I read an article a while back about the way that shows are produced and written for a weekly release (the traditional method) and a full-season release (new to streaming platforms). The article didn’t make claims about quality or superiority, it just clarified why some seasons are longer than others, why some shows have more episodes, and how the pacing, plotting, and character development can change between the two forms. The crux of it was that, by being able to drop an entire season at once, a show wouldn’t need to remind its viewers of important information as frequently as a weekly show would. Because it was meant to be consumed quickly, it could skip over a lot of the “last time on” type information and the “I’m going to remind you of this thing we encountered five episodes ago because it’s actually been four months for us.” Stories take longer to tell if you have to tell them in pieces and can’t reference the old information, or you have to tell stories without as many elements that are reliant on past information. It’s not better or worse, just different.
As I’ve watched old cartoons, some I previously watched parts of, some I only heard about, and some I watched in their entirety, I’ve thought about this. The experience of being able to watch an entire show from start to finish in a few sittings (depending on the show, of course) fundamentally changes the experience of it. A lot of older shows had to contend with the “can’t leave people behind just because they missed an episode outside of season finales” issue while that’s never a problem on a streaming platform. If I want to watch every single episode of the Pokémon anime, I can absolutely do that. I’ve been doing that (I’ve been sick and it was readily available to me via “autoplay” after the thing I actually chose to watch ended) and I’ve noticed how pretty much every episode has the same structure. I have bounced off shows like this in the past, that had the same structure every episode, where nothing new happened or changed except the look of the things being chopped up. Samurai Jack is a good example (couldn’t even make it through season 1). But I didn’t bounce off Pokémon and I started to wonder why.
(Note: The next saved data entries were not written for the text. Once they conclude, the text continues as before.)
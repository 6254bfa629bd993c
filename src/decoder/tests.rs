use super::*;
use crate::encoder::encode;

/// Builds a stream with 1-byte offsets and references, root object 0.
fn plist(objects: &[&[u8]]) -> Vec<u8> {
    plist_with_root(objects, 0)
}

fn plist_with_root(objects: &[&[u8]], root_object: u64) -> Vec<u8> {
    let mut buf = b"bplist00".to_vec();
    let mut offsets = Vec::new();
    for obj in objects {
        offsets.push(buf.len() as u64);
        buf.extend_from_slice(obj);
    }
    let offset_table_start = buf.len() as u64;
    for &offset in &offsets {
        buf.push(offset as u8);
    }
    Trailer {
        offset_size: 1,
        ref_size: 1,
        num_objects: objects.len() as u64,
        root_object,
        offset_table_start,
    }
    .write(&mut buf);
    buf
}

// ========================================================================
// Malformed input degrades to null
// ========================================================================

#[test]
fn empty_buffer_is_null() {
    assert_eq!(decode(&[]), Value::Null);
}

#[test]
fn short_buffer_is_null() {
    assert_eq!(decode(&[0u8; 39]), Value::Null);
    assert_eq!(decode(b"bplist00"), Value::Null);
}

#[test]
fn bad_magic_is_null() {
    let mut bytes = plist(&[&[0x09]]);
    bytes[0] = b'x';
    assert_eq!(decode(&bytes), Value::Null);
}

#[test]
fn garbage_trailer_is_null() {
    let mut bytes = b"bplist00".to_vec();
    bytes.extend_from_slice(&[0xFF; 32]);
    assert_eq!(decode(&bytes), Value::Null);
}

#[test]
fn truncated_string_payload_is_null() {
    // Claims 200 ASCII bytes, carries two.
    assert_eq!(
        decode(&plist(&[&[0x5F, 0x10, 200, b'h', b'i']])),
        Value::Null
    );
}

#[test]
fn offset_beyond_buffer_is_null() {
    let mut bytes = b"bplist00".to_vec();
    bytes.push(0x09);
    bytes.push(0xF0); // offset entry pointing past the end
    Trailer {
        offset_size: 1,
        ref_size: 1,
        num_objects: 1,
        root_object: 0,
        offset_table_start: 9,
    }
    .write(&mut bytes);
    assert_eq!(decode(&bytes), Value::Null);
}

#[test]
fn root_index_out_of_range_is_null() {
    assert_eq!(decode(&plist_with_root(&[&[0x09]], 7)), Value::Null);
}

// ========================================================================
// Singletons and scalars
// ========================================================================

#[test]
fn singletons() {
    assert_eq!(decode(&plist(&[&[0x09]])), Value::Bool(true));
    assert_eq!(decode(&plist(&[&[0x08]])), Value::Bool(false));
    assert_eq!(decode(&plist(&[&[0x00]])), Value::Null);
    // Fill shares the null marker nibble.
    assert_eq!(decode(&plist(&[&[0x0F]])), Value::Null);
}

#[test]
fn integer_widths() {
    assert_eq!(decode(&plist(&[&[0x10, 0x2A]])), Value::Integer(42));
    assert_eq!(decode(&plist(&[&[0x11, 0x01, 0x00]])), Value::Integer(256));
    assert_eq!(
        decode(&plist(&[&[0x12, 0x00, 0x01, 0x00, 0x00]])),
        Value::Integer(0x1_0000)
    );
    assert_eq!(
        decode(&plist(&[&[0x13, 0, 0, 0, 1, 0, 0, 0, 0]])),
        Value::Integer(1 << 32)
    );
}

#[test]
fn real_double() {
    let mut obj = vec![0x23];
    obj.extend_from_slice(&2.75f64.to_be_bytes());
    assert_eq!(decode(&plist(&[&obj])), Value::Real(2.75));
}

/// Four-byte floats widen to double.
#[test]
fn real_single_precision() {
    let mut obj = vec![0x22];
    obj.extend_from_slice(&1.5f32.to_be_bytes());
    assert_eq!(decode(&plist(&[&obj])), Value::Real(1.5));
}

/// Any width other than 4 or 8 yields the default 0.0.
#[test]
fn real_unsupported_width_is_zero() {
    assert_eq!(decode(&plist(&[&[0x21, 0xAB, 0xCD]])), Value::Real(0.0));
}

#[test]
fn date_unix_seconds() {
    let mut obj = vec![0x33];
    obj.extend_from_slice(&86_400f64.to_be_bytes());
    assert_eq!(decode(&plist(&[&obj])), Value::DateTime(86_400));
}

/// A date whose width nibble is not 3 yields null.
#[test]
fn date_wrong_width_is_null() {
    assert_eq!(decode(&plist(&[&[0x32, 0, 0, 0, 0]])), Value::Null);
}

// ========================================================================
// Strings and data
// ========================================================================

#[test]
fn ascii_string() {
    assert_eq!(
        decode(&plist(&[&[0x52, b'h', b'i']])),
        Value::Text("hi".to_string())
    );
}

/// ASCII strings are Latin-1: every byte maps to the same code point.
#[test]
fn ascii_string_latin1() {
    assert_eq!(
        decode(&plist(&[&[0x52, 0xE9, 0x21]])),
        Value::Text("\u{E9}!".to_string())
    );
}

#[test]
fn unicode_string() {
    assert_eq!(
        decode(&plist(&[&[0x62, 0, b'o', 0, b'k']])),
        Value::Text("ok".to_string())
    );
}

#[test]
fn byte_string() {
    assert_eq!(
        decode(&plist(&[&[0x43, 0xDE, 0xAD, 0xBE]])),
        Value::ByteString(vec![0xDE, 0xAD, 0xBE])
    );
}

/// Count nibble 0xF pulls the true count from an embedded integer object.
#[test]
fn extended_count() {
    let mut obj = vec![0x5F, 0x10, 16];
    obj.extend_from_slice(b"0123456789abcdef");
    assert_eq!(
        decode(&plist(&[&obj])),
        Value::Text("0123456789abcdef".to_string())
    );
}

/// An embedded count whose marker is not an integer reads as 0, the
/// historical best-effort answer.
#[test]
fn extended_count_with_bad_marker_is_zero() {
    assert_eq!(
        decode(&plist(&[&[0x4F, 0x00]])),
        Value::ByteString(Vec::new())
    );
}

// ========================================================================
// Containers
// ========================================================================

#[test]
fn array_of_integers() {
    let bytes = plist(&[&[0xA2, 1, 2], &[0x10, 5], &[0x10, 7]]);
    assert_eq!(
        decode(&bytes),
        Value::Array(vec![Value::Integer(5), Value::Integer(7)])
    );
}

/// Sets carry the same wire shape as arrays and decode to arrays.
#[test]
fn set_decodes_like_array() {
    let bytes = plist(&[&[0xC2, 1, 2], &[0x10, 5], &[0x10, 7]]);
    assert_eq!(
        decode(&bytes),
        Value::Array(vec![Value::Integer(5), Value::Integer(7)])
    );
}

/// A bad element reference degrades that element only.
#[test]
fn out_of_range_element_is_null() {
    let bytes = plist(&[&[0xA2, 1, 9], &[0x10, 5]]);
    assert_eq!(
        decode(&bytes),
        Value::Array(vec![Value::Integer(5), Value::Null])
    );
}

#[test]
fn dictionary_parallel_blocks() {
    let bytes = plist(&[
        &[0xD2, 1, 2, 3, 4],
        &[0x51, b'a'],
        &[0x51, b'b'],
        &[0x10, 1],
        &[0x10, 2],
    ]);
    let mut expected = Dictionary::new();
    expected.insert("a".to_string(), Value::Integer(1));
    expected.insert("b".to_string(), Value::Integer(2));
    assert_eq!(decode(&bytes), Value::Dictionary(expected));
}

/// A non-text key aborts the dictionary, keeping the entries read so far.
#[test]
fn non_text_key_keeps_partial_dictionary() {
    let bytes = plist(&[
        &[0xD2, 1, 3, 2, 4],
        &[0x51, b'a'],
        &[0x10, 1],
        &[0x10, 9], // integer in key position
        &[0x10, 2],
    ]);
    let mut expected = Dictionary::new();
    expected.insert("a".to_string(), Value::Integer(1));
    assert_eq!(decode(&bytes), Value::Dictionary(expected));
}

/// Two containers referencing the same object decode it independently:
/// value-equal, never aliased.
#[test]
fn shared_reference_decoded_twice() {
    let bytes = plist(&[
        &[0xD2, 1, 2, 3, 3],
        &[0x51, b'a'],
        &[0x51, b'b'],
        &[0x10, 7],
    ]);
    let mut expected = Dictionary::new();
    expected.insert("a".to_string(), Value::Integer(7));
    expected.insert("b".to_string(), Value::Integer(7));
    assert_eq!(decode(&bytes), Value::Dictionary(expected));
}

/// A self-referencing array must terminate instead of overflowing the
/// stack; the innermost repetition degrades to null.
#[test]
fn cyclic_reference_terminates() {
    let bytes = plist(&[&[0xA1, 0]]);
    let value = decode(&bytes);
    assert!(matches!(value, Value::Array(_)));
}

#[test]
fn uid_degrades_to_null() {
    assert_eq!(decode(&plist(&[&[0x71, 0x00]])), Value::Null);
}

#[test]
fn root_index_selects_object() {
    let bytes = plist_with_root(&[&[0x08], &[0x09]], 1);
    assert_eq!(decode(&bytes), Value::Bool(true));
}

// ========================================================================
// Widths beyond one byte
// ========================================================================

/// Three-byte offset-table entries are accepted on input.
#[test]
fn three_byte_offset_entries() {
    let mut buf = b"bplist00".to_vec();
    buf.push(0x09); // object 0 at offset 8
    let offset_table_start = buf.len() as u64;
    buf.extend_from_slice(&[0x00, 0x00, 0x08]);
    Trailer {
        offset_size: 3,
        ref_size: 1,
        num_objects: 1,
        root_object: 0,
        offset_table_start,
    }
    .write(&mut buf);
    assert_eq!(decode(&buf), Value::Bool(true));
}

/// Two-byte references round-trip through the encoder once the object
/// count crosses 255.
#[test]
fn two_byte_references_round_trip() {
    let list: Vec<Value> = (0..300).map(|i| Value::Text(format!("entry {i}"))).collect();
    let value = Value::Array(list);
    let bytes = encode("entries", &value);
    let decoded = decode(&bytes);
    assert_eq!(decoded.lookup("entries"), Some(&value));
}
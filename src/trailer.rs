//! The fixed 32-byte trailer at the end of every binary plist.
//!
//! Layout (offsets within the trailer):
//!
//! ```text
//! [0..6]   reserved, zero
//! [6]      offset table entry width (1/2/4/8)
//! [7]      object reference width (1/2/4/8)
//! [8..16]  object count, big-endian u64
//! [16..24] root object index, big-endian u64
//! [24..32] byte offset of the offset table, big-endian u64
//! ```

use crate::error::{Error, Result};

/// Magic bytes at the start of the stream.
pub const MAGIC: &[u8; 6] = b"bplist";
/// Format version directly after the magic.
pub const VERSION: &[u8; 2] = b"00";
/// Length of magic plus version.
pub const HEADER_SIZE: usize = 8;
/// Length of the trailer.
pub const SIZE: usize = 32;
/// Smallest well-formed stream: header plus trailer.
pub const MIN_SIZE: usize = HEADER_SIZE + SIZE;

/// Parsed trailer fields.
#[derive(Debug, Clone, Copy, PartialEq, Eq)]
pub struct Trailer {
    /// Width of one offset-table entry in bytes.
    pub offset_size: u8,
    /// Width of one object reference in bytes.
    pub ref_size: u8,
    /// Number of entries in the object table.
    pub num_objects: u64,
    /// Object-table index of the root object.
    pub root_object: u64,
    /// Byte offset where the offset table begins.
    pub offset_table_start: u64,
}

impl Trailer {
    /// Reads the trailer from the final 32 bytes of `data`, validating the
    /// header first.
    ///
    /// Rejects zero object counts and zero widths, those always indicate a
    /// corrupt stream.
    pub fn read(data: &[u8]) -> Result<Trailer> {
        if data.len() < MIN_SIZE {
            return Err(Error::TruncatedBuffer {
                needed: MIN_SIZE,
                available: data.len(),
            });
        }
        if &data[..6] != MAGIC || &data[6..8] != VERSION {
            return Err(Error::MalformedHeader);
        }

        let trailer = &data[data.len() - SIZE..];
        let t = Trailer {
            offset_size: trailer[6],
            ref_size: trailer[7],
            num_objects: read_u64(trailer, 8),
            root_object: read_u64(trailer, 16),
            offset_table_start: read_u64(trailer, 24),
        };

        if t.num_objects == 0 || t.offset_size == 0 || t.ref_size == 0 {
            return Err(Error::MalformedHeader);
        }
        Ok(t)
    }

    /// Appends the 32 trailer bytes to `buf`.
    pub fn write(&self, buf: &mut Vec<u8>) {
        let mut trailer = [0u8; SIZE];
        trailer[6] = self.offset_size;
        trailer[7] = self.ref_size;
        trailer[8..16].copy_from_slice(&self.num_objects.to_be_bytes());
        trailer[16..24].copy_from_slice(&self.root_object.to_be_bytes());
        trailer[24..32].copy_from_slice(&self.offset_table_start.to_be_bytes());
        buf.extend_from_slice(&trailer);
    }
}

fn read_u64(trailer: &[u8], at: usize) -> u64 {
    let mut raw = [0u8; 8];
    raw.copy_from_slice(&trailer[at..at + 8]);
    u64::from_be_bytes(raw)
}
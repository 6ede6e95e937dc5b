//! Assistant lifecycle commands
//!
//! These replies are directives, not speech; the control plane acts on them.

use super::Handler;
use crate::Result;
use crate::directive::Directive;
use crate::intent::Params;

/// Stop, restart, mute and unmute the assistant
pub struct SystemControl;

impl Handler for SystemControl {
    fn handle(&self, params: &Params) -> Result<String> {
        let action = params.action();
        let directive = match action.as_str() {
            "stop" | "shutdown" | "exit" => Directive::Shutdown,
            "restart" => Directive::Restart,
            "mute" | "mute_on" => Directive::Mute,
            "unmute" | "mute_off" => Directive::Unmute,
            _ => return Ok(format!("Unknown system command: {action}")),
        };
        Ok(directive.sentinel())
    }
}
Well, part of it is definitely because I was sick and not really paying attention. Any show is easy to watch when you’re halfway dozing off due to the toll a mild fever and horrible nausea took on you. But that was only a few hours out of a pair of days. Most of the time, I was lucid and following the show. I skipped a lot of episodes I remembered clearly from back in the day, but as I watched and noted how similar the episodes were, I also realized that the show deviated from the pattern a little bit with most episodes and then entirely in some episodes.
Most of the time, the protagonists show up somewhere, encounter something that halts their forward progress, explore the situation a little bit, the “villains” show up to complicate things further, the protagonists or newly introduced side character resolve the problem, and then the characters move on. There’s a lot of variance that can happen within that pattern, but it largely holds to that. Until they completely toss it aside to show that the “villains” are just people with complex pasts and motivations (without apologizing for or excusing their evil behavior) who frequently prove themselves just as compassionate as the protagonists, if perhaps a bit more selfish in their choices of to whom they extend that compassion.
This isn’t the only break to the pattern, of course. Sometimes the central conflict arises between the protagonists. Sometimes there isn’t one conflict but a couple smaller conflicts meant to shine light on one aspect of a character to remind the audience why they’re a protagonist. Sometimes the conflict is between the “villains” and other, more dangerous villains who aren’t as potentially kind-hearted. Most of the time, the “villains” aren’t trying to actively hurt people or harm the world at large and sometimes a villain emerges who is and the “villains” rise up to help the rather naïve protagonists defeat this greater evil.
I’ll admit that I might be willing to give Pokémon more credit than most other shows because I’m more familiar with it and I know the show has more going on than it’s early seasons would suggest (holy 90s, batman), but the show has been running almost as long as the games have existed. There has to be a reason it has lasted this long beyond just the popularity of the Pokémon games. It might just be the strength of the franchise as a whole, but it wouldn’t have gotten there without the show. After all, Digimon had a popular show and a fun game, but it has pretty much vanished at this point.